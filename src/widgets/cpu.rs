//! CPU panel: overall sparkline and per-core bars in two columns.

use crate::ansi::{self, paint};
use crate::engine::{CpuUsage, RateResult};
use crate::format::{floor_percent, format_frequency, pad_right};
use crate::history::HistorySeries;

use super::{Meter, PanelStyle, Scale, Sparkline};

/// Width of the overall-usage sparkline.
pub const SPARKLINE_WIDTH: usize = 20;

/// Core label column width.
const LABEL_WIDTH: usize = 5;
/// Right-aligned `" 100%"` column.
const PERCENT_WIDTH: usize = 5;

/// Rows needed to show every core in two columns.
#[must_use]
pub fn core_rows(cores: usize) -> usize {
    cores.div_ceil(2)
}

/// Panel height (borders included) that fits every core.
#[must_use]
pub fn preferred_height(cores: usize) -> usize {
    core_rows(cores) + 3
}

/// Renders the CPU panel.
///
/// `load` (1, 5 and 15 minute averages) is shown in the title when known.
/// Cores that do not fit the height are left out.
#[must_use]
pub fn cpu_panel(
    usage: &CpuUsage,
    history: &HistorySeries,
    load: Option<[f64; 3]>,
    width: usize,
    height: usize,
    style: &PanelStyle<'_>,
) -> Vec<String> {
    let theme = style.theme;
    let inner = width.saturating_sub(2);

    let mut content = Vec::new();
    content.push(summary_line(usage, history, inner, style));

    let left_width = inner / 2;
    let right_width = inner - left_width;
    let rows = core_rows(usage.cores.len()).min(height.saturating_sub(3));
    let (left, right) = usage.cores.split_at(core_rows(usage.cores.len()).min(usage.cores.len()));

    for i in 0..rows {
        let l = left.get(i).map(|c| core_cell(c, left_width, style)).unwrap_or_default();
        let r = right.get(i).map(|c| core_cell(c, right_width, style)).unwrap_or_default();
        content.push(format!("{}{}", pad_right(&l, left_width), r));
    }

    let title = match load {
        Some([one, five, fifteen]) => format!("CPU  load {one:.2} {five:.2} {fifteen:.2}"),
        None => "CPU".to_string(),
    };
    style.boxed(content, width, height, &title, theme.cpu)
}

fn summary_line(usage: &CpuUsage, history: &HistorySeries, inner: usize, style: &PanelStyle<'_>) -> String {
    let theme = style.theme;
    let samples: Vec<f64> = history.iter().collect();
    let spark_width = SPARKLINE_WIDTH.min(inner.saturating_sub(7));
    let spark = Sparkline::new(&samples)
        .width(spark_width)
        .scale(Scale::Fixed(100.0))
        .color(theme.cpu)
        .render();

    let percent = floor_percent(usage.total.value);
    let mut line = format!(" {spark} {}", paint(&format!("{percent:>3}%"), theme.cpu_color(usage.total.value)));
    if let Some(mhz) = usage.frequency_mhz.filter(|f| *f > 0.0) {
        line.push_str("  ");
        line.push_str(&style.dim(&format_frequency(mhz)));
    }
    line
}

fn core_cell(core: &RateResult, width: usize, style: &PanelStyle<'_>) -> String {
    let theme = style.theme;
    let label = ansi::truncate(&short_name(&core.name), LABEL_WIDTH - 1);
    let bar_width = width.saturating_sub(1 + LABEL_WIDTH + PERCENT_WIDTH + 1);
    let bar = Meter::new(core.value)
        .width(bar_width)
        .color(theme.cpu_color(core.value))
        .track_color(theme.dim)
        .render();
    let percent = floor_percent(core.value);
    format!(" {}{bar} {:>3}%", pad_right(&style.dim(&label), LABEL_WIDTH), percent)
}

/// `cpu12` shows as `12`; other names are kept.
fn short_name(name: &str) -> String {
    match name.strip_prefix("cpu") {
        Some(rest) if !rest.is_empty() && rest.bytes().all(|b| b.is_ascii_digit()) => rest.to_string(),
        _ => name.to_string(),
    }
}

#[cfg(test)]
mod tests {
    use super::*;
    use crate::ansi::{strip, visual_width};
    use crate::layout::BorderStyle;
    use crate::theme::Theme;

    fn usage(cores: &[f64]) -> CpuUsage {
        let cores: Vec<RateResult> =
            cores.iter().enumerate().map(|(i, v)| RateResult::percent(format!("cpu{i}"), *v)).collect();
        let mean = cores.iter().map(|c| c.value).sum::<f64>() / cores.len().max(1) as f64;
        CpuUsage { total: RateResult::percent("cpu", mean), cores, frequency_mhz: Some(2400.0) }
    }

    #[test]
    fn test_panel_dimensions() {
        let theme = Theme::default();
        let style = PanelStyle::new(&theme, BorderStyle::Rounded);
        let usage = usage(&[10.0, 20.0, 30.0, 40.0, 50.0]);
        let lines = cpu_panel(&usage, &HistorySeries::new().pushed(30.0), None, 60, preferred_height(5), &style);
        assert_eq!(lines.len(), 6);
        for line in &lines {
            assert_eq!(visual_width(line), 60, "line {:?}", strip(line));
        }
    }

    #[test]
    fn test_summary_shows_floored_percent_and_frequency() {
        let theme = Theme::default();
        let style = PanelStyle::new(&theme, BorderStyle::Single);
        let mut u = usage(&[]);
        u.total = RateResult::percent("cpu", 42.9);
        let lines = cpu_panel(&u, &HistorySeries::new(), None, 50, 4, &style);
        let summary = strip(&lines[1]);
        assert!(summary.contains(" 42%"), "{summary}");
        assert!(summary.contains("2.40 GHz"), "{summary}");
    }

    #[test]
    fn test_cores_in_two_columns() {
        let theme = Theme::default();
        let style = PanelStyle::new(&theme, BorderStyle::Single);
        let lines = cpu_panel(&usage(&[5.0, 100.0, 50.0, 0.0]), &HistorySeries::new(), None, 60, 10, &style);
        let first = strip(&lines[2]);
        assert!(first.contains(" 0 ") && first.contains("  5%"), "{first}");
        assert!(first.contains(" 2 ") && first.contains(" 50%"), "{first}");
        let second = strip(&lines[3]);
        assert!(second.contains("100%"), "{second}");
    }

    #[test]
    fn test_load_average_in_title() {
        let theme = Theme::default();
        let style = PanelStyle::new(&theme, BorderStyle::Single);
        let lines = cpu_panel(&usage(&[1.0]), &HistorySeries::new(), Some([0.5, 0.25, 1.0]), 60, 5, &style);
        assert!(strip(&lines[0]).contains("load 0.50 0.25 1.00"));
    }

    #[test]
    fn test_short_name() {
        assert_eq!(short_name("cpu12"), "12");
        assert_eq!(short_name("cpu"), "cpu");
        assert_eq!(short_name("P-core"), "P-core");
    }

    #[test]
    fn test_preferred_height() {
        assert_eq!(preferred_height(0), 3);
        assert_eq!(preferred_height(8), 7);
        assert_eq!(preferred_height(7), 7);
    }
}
• • •
ABOUT THIS TASK — Copy every record above out again, word for word.

COMPLETED TASK —
filename src/widgets/cpu.rs
//! CPU panel: overall sparkline and per-core bars in two columns.

use crate::ansi::{self, paint};
use crate::engine::{CpuUsage, RateResult};
use crate::format::{floor_percent, format_frequency, pad_right};
use crate::history::HistorySeries;

use super::{Meter, PanelStyle, Scale, Sparkline};

/// Width of the overall-usage sparkline.
pub const SPARKLINE_WIDTH: usize = 20;

/// Core label column width.
const LABEL_WIDTH: usize = 5;
/// Right-aligned `" 100%"` column.
const PERCENT_WIDTH: usize = 5;

/// Rows needed to show every core in two columns.
#[must_use]
pub fn core_rows(cores: usize) -> usize {
    cores.div_ceil(2)
}

/// Panel height (borders included) that fits every core.
#[must_use]
pub fn preferred_height(cores: usize) -> usize {
    core_rows(cores) + 3
}

/// Renders the CPU panel.
///
/// `load` (1, 5 and 15 minute averages) is shown in the title when known.
/// Cores that do not fit the height are left out.
#[must_use]
pub fn cpu_panel(
    usage: &CpuUsage,
    history: &HistorySeries,
    load: Option<[f64; 3]>,
    width: usize,
    height: usize,
    style: &PanelStyle<'_>,
) -> Vec<String> {
    let theme = style.theme;
    let inner = width.saturating_sub(2);

    let mut content = Vec::new();
    content.push(summary_line(usage, history, inner, style));

    let left_width = inner / 2;
    let right_width = inner - left_width;
    let rows = core_rows(usage.cores.len()).min(height.saturating_sub(3));
    let (left, right) = usage.cores.split_at(core_rows(usage.cores.len()).min(usage.cores.len()));

    for i in 0..rows {
        let l = left.get(i).map(|c| core_cell(c, left_width, style)).unwrap_or_default();
        let r = right.get(i).map(|c| core_cell(c, right_width, style)).unwrap_or_default();
        content.push(format!("{}{}", pad_right(&l, left_width), r));
    }

    let title = match load {
        Some([one, five, fifteen]) => format!("CPU  load {one:.2} {five:.2} {fifteen:.2}"),
        None => "CPU".to_string(),
    };
    style.boxed(content, width, height, &title, theme.cpu)
}

fn summary_line(usage: &CpuUsage, history: &HistorySeries, inner: usize, style: &PanelStyle<'_>) -> String {
    let theme = style.theme;
    let samples: Vec<f64> = history.iter().collect();
    let spark_width = SPARKLINE_WIDTH.min(inner.saturating_sub(7));
    let spark = Sparkline::new(&samples)
        .width(spark_width)
        .scale(Scale::Fixed(100.0))
        .color(theme.cpu)
        .render();

    let percent = floor_percent(usage.total.value);
    let mut line = format!(" {spark} {}", paint(&format!("{percent:>3}%"), theme.cpu_color(usage.total.value)));
    if let Some(mhz) = usage.frequency_mhz.filter(|f| *f > 0.0) {
        line.push_str("  ");
        line.push_str(&style.dim(&format_frequency(mhz)));
    }
    line
}

fn core_cell(core: &RateResult, width: usize, style: &PanelStyle<'_>) -> String {
    let theme = style.theme;
    let label = ansi::truncate(&short_name(&core.name), LABEL_WIDTH - 1);
    let bar_width = width.saturating_sub(1 + LABEL_WIDTH + PERCENT_WIDTH + 1);
    let bar = Meter::new(core.value)
        .width(bar_width)
        .color(theme.cpu_color(core.value))
        .track_color(theme.dim)
        .render();
    let percent = floor_percent(core.value);
    format!(" {}{bar} {:>3}%", pad_right(&style.dim(&label), LABEL_WIDTH), percent)
}

/// `cpu12` shows as `12`; other names are kept.
fn short_name(name: &str) -> String {
    match name.strip_prefix("cpu") {
        Some(rest) if !rest.is_empty() && rest.bytes().all(|b| b.is_ascii_digit()) => rest.to_string(),
        _ => name.to_string(),
    }
}

#[cfg(test)]
mod tests {
    use super::*;
    use crate::ansi::{strip, visual_width};
    use crate::layout::BorderStyle;
    use crate::theme::Theme;

    fn usage(cores: &[f64]) -> CpuUsage {
        let cores: Vec<RateResult> =
            cores.iter().enumerate().map(|(i, v)| RateResult::percent(format!("cpu{i}"), *v)).collect();
        let mean = cores.iter().map(|c| c.value).sum::<f64>() / cores.len().max(1) as f64;
        CpuUsage { total: RateResult::percent("cpu", mean), cores, frequency_mhz: Some(2400.0) }
    }

    #[test]
    fn test_panel_dimensions() {
        let theme = Theme::default();
        let style = PanelStyle::new(&theme, BorderStyle::Rounded);
        let usage = usage(&[10.0, 20.0, 30.0, 40.0, 50.0]);
        let lines = cpu_panel(&usage, &HistorySeries::new().pushed(30.0), None, 60, preferred_height(5), &style);
        assert_eq!(lines.len(), 6);
        for line in &lines {
            assert_eq!(visual_width(line), 60, "line {:?}", strip(line));
        }
    }

    #[test]
    fn test_summary_shows_floored_percent_and_frequency() {
        let theme = Theme::default();
        let style = PanelStyle::new(&theme, BorderStyle::Single);
        let mut u = usage(&[]);
        u.total = RateResult::percent("cpu", 42.9);
        let lines = cpu_panel(&u, &HistorySeries::new(), None, 50, 4, &style);
        let summary = strip(&lines[1]);
        assert!(summary.contains(" 42%"), "{summary}");
        assert!(summary.contains("2.40 GHz"), "{summary}");
    }

    #[test]
    fn test_cores_in_two_columns() {
        let theme = Theme::default();
        let style = PanelStyle::new(&theme, BorderStyle::Single);
        let lines = cpu_panel(&usage(&[5.0, 100.0, 50.0, 0.0]), &HistorySeries::new(), None, 60, 10, &style);
        let first = strip(&lines[2]);
        assert!(first.contains(" 0 ") && first.contains("  5%"), "{first}");
        assert!(first.contains(" 2 ") && first.contains(" 50%"), "{first}");
        let second = strip(&lines[3]);
        assert!(second.contains("100%"), "{second}");
    }

    #[test]
    fn test_load_average_in_title() {
        let theme = Theme::default();
        let style = PanelStyle::new(&theme, BorderStyle::Single);
        let lines = cpu_panel(&usage(&[1.0]), &HistorySeries::new(), Some([0.5, 0.25, 1.0]), 60, 5, &style);
        assert!(strip(&lines[0]).contains("load 0.50 0.25 1.00"));
    }

    #[test]
    fn test_short_name() {
        assert_eq!(short_name("cpu12"), "12");
        assert_eq!(short_name("cpu"), "cpu");
        assert_eq!(short_name("P-core"), "P-core");
    }

    #[test]
    fn test_preferred_height() {
        assert_eq!(preferred_height(0), 3);
        assert_eq!(preferred_height(8), 7);
        assert_eq!(preferred_height(7), 7);
    }
}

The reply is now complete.